Keep in mind as you read through this tutorial that this example utilizes an Arched Doorway Extension for Flat Wall . This Extension is a new option and we are very pleased to offer it for folks looking for that traditional arched doorway look. It can be flat, meaning flush to a "flat" wall, or curved. This can be paired with a matching flat service panel extension for a uniform wall in front of ovens. We also make many other Facade Extension options that can make much the installation process easier. Be sure to view our Facade Extension page for details.
Note: Click on the individual graphics for close up views. Please be patient, some graphics have large file sizes (50-100K).
Step 1. The Base Oven
Figure 1.1represents a standard WS-MS-5-RFG-IR oven. It has shipped with a factory installed Arched Doorway Facade Extension for Flat Wall. Specs for additional sizes are available in our on-line Product Catalog and CAD Symbols in our CAD Library.
For more details on how the oven arrives from the factory, please visit our Unloading & Moving page.
Mount the Service Panel and Toe Kick per the instructions in the installation manual.
Here the stud wall is built (in green). Metal studs are recommended. Consideration must be given to the wall framing position to insure the minimum one-inch offset from the back of the wall surface (sheetrock) to the oven sheet metal (see Offset Detail).
In addition, the studs on either side of the doorway must be far enough apart so that when sheet rock and tile are installed, the Service Panel can still be removed for oven service.

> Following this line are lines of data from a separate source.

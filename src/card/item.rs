use std::ops::Range;

use byteorder::{ByteOrder, LittleEndian};
use serde::Serialize;

use super::effect::{Effect, EffectCondition};
use super::property::{maybe, ArrowColor};
use super::{parse_conditions, parse_description, parse_effects};
use crate::error::RecordError;
use crate::text::read_null_ascii;

const NAME: Range<usize> = 0x00..0x15;
const UNKNOWN_15: Range<usize> = 0x15..0x19;
const CONDITIONS: usize = 0x19;
const EFFECTS: usize = 0x59;
const ARROW_COLOR: usize = 0x89;
const DESCRIPTION: usize = 0x8a;

/// An item card, played from the hand for its support effects only.
#[derive(Debug, Clone, PartialEq, Eq, Hash, Serialize)]
pub struct Item {
    pub name: String,
    pub effect_description: [String; 4],
    pub effect_arrow_color: Option<ArrowColor>,
    pub effect_conditions: [Option<EffectCondition>; 2],
    pub effects: [Option<Effect>; 3],
    pub unknown_15: u32,
}

impl Item {
    pub fn parse(data: &[u8]) -> Result<Self, RecordError> {
        Ok(Self {
            name: read_null_ascii(&data[NAME]).map_err(|e| e.at("name"))?,
            effect_description: parse_description(&data[DESCRIPTION..])?,
            effect_arrow_color: maybe(data[ARROW_COLOR], ArrowColor::from_byte)
                .map_err(|e| e.at("effect_arrow_color"))?,
            effect_conditions: parse_conditions(&data[CONDITIONS..])?,
            effects: parse_effects(&data[EFFECTS..])?,
            unknown_15: LittleEndian::read_u32(&data[UNKNOWN_15]),
        })
    }
}
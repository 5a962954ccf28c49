use std::ops::Range;

use byteorder::{ByteOrder, LittleEndian};
use serde::Serialize;

use super::effect::{CrossMoveEffect, Effect, EffectCondition};
use super::property::{maybe, ArrowColor, Level, Speciality};
use super::{parse_conditions, parse_description, parse_effects};
use crate::error::{FieldError, RecordError};
use crate::text::read_null_ascii;

// Digimon body
const NAME: Range<usize> = 0x00..0x15;
const UNKNOWN_15: Range<usize> = 0x15..0x17;
const SPECIALITY_LEVEL: usize = 0x17;
const DP_COST: usize = 0x18;
const DP_GIVE: usize = 0x19;
const UNKNOWN_1A: usize = 0x1a;
const HP: Range<usize> = 0x1b..0x1d;
const MOVE_CIRCLE: Range<usize> = 0x1d..0x39;
const MOVE_TRIANGLE: Range<usize> = 0x39..0x55;
const MOVE_CROSS: Range<usize> = 0x55..0x71;
const CONDITIONS: usize = 0x71;
const EFFECTS: usize = 0xb1;
const CROSS_MOVE_EFFECT: usize = 0xe1;
const UNKNOWN_E2: usize = 0xe2;
const ARROW_COLOR: usize = 0xe3;
const DESCRIPTION: usize = 0xe4;

// Move
const MOVE_POWER: Range<usize> = 0x0..0x2;
const MOVE_UNKNOWN: Range<usize> = 0x2..0x6;
const MOVE_NAME: Range<usize> = 0x6..0x1c;

#[derive(Debug, Clone, PartialEq, Eq, Hash, Serialize)]
pub struct Move {
    pub name: String,
    pub power: u16,
    pub unknown: u32,
}

impl Move {
    pub fn parse(data: &[u8]) -> Result<Self, FieldError> {
        Ok(Self {
            name: read_null_ascii(&data[MOVE_NAME])?,
            power: LittleEndian::read_u16(&data[MOVE_POWER]),
            unknown: LittleEndian::read_u32(&data[MOVE_UNKNOWN]),
        })
    }
}

#[derive(Debug, Clone, PartialEq, Eq, Hash, Serialize)]
pub struct Digimon {
    pub name: String,
    pub speciality: Speciality,
    pub level: Level,
    pub hp: u16,
    /// DP needed to play the card.
    pub dp_cost: u8,
    /// DP gained when the card is discarded, `+P` in game.
    pub dp_give: u8,
    pub move_circle: Move,
    pub move_triangle: Move,
    pub move_cross: Move,
    pub cross_move_effect: Option<CrossMoveEffect>,
    pub effect_description: [String; 4],
    pub effect_arrow_color: Option<ArrowColor>,
    pub effect_conditions: [Option<EffectCondition>; 2],
    pub effects: [Option<Effect>; 3],
    pub unknown_15: u16,
    pub unknown_1a: u8,
    pub unknown_e2: u8,
}

impl Digimon {
    pub fn parse(data: &[u8]) -> Result<Self, RecordError> {
        let speciality_level = data[SPECIALITY_LEVEL];

        Ok(Self {
            name: read_null_ascii(&data[NAME]).map_err(|e| e.at("name"))?,
            speciality: Speciality::from_byte(speciality_level >> 4).map_err(|e| e.at("speciality"))?,
            level: Level::from_byte(speciality_level & 0x0F).map_err(|e| e.at("level"))?,
            hp: LittleEndian::read_u16(&data[HP]),
            dp_cost: data[DP_COST],
            dp_give: data[DP_GIVE],
            move_circle: Move::parse(&data[MOVE_CIRCLE]).map_err(|e| e.at("move_circle"))?,
            move_triangle: Move::parse(&data[MOVE_TRIANGLE]).map_err(|e| e.at("move_triangle"))?,
            move_cross: Move::parse(&data[MOVE_CROSS]).map_err(|e| e.at("move_cross"))?,
            cross_move_effect: maybe(data[CROSS_MOVE_EFFECT], CrossMoveEffect::from_byte)
                .map_err(|e| e.at("cross_move_effect"))?,
            effect_description: parse_description(&data[DESCRIPTION..])?,
            effect_arrow_color: maybe(data[ARROW_COLOR], ArrowColor::from_byte)
                .map_err(|e| e.at("effect_arrow_color"))?,
            effect_conditions: parse_conditions(&data[CONDITIONS..])?,
            effects: parse_effects(&data[EFFECTS..])?,
            unknown_15: LittleEndian::read_u16(&data[UNKNOWN_15]),
            unknown_1a: data[UNKNOWN_1A],
            unknown_e2: data[UNKNOWN_E2],
        })
    }
}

For more info, see the Panel Detail.
Note that the control box is mounted in the Service Panelwhere it is convenient for the chef to operate. (The control box can be remounted in a different position, but you will need to specify at the time of order so we can plug the service panel hole and ship the controller with a longer lead).
Step 2 Alternative Views:
Step 3. Non-Combustibles
Seen here in yellow is the non-combustible wallboard. This is required directly over the oven doorway and 6" on either side of the doorway.
Non-combustible material is also required anywhere the façade touches the oven or the mantle. In this illustration, the non-combustible wallboard is used as flashing from the studs to either side of the service panel and contacts the edge of the mantle.
Usually a cement board is used for this application. Brand names of appropriate underlayment include Wonderboard and DUROCK. (Drywall is considered a combustible and should not be used)
Step 4. Adding Drywall
Shown in gray is the drywall applied to the stud wall. This portion does not need to be non-combustible.
For the sake of simplicity of construction, many installers choose to make the entire wall out of the non-combustible cement board mentioned above as to avoid cutting many oddly shaped segments.
Step 5. Finishing
Drywall can be finished with any decorative material that can be easily affixed to the wall surface such as tile, stucco, sheet metal, brick etc.
Note: It is necessary for the proper operation of our ovens that the Radiant Flame Control Knob be fully accessible after all finishing is completed. Please see the Radiant Knob Detail. This knob controls temperature in our gas ovens, if you cannot adjust the knob you cannot adjust the temperature.